■ **REQUIRED WORK**
Reproduce, word for word, every line starting at the line that contains "and checks ownership." and ending with the final line of the entries.

■ **SOURCE MATERIAL**
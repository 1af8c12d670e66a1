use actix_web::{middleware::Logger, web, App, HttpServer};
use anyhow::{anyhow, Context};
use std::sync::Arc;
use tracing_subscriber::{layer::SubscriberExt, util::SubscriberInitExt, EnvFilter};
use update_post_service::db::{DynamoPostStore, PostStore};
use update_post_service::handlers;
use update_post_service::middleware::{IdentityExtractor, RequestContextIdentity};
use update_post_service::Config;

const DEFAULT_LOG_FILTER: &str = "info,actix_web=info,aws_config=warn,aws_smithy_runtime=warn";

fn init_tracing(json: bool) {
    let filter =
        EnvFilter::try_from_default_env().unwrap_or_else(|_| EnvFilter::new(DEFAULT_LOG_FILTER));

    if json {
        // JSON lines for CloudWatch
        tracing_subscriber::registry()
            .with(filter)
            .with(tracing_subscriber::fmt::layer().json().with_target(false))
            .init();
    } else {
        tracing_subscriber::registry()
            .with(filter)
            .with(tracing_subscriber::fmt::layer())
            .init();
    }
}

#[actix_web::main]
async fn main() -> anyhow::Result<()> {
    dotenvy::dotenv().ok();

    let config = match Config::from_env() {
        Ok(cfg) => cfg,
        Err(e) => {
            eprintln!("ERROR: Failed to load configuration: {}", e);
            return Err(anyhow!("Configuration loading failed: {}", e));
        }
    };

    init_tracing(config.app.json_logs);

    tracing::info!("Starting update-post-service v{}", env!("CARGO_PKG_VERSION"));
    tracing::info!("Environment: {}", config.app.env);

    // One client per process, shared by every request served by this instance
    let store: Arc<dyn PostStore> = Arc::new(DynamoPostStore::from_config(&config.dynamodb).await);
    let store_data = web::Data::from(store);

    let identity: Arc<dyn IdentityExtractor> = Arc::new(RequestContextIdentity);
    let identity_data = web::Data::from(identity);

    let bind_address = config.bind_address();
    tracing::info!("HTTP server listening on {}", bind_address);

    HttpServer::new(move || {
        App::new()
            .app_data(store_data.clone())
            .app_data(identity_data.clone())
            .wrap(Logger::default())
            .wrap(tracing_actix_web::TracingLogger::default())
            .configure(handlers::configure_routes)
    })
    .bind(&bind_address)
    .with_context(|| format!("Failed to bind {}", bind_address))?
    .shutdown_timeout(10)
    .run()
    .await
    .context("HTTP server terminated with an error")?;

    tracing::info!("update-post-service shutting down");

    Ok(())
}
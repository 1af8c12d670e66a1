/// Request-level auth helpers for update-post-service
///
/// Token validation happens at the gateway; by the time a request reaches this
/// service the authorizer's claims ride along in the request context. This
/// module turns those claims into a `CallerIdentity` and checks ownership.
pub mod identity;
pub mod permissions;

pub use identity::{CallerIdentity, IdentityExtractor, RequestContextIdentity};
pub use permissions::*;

■ **TASK RESULT**
/// module turns those claims into a `CallerIdentity` and checks ownership.
pub mod identity;
pub mod permissions;

pub use identity::{CallerIdentity, IdentityExtractor, RequestContextIdentity};
pub use permissions::*;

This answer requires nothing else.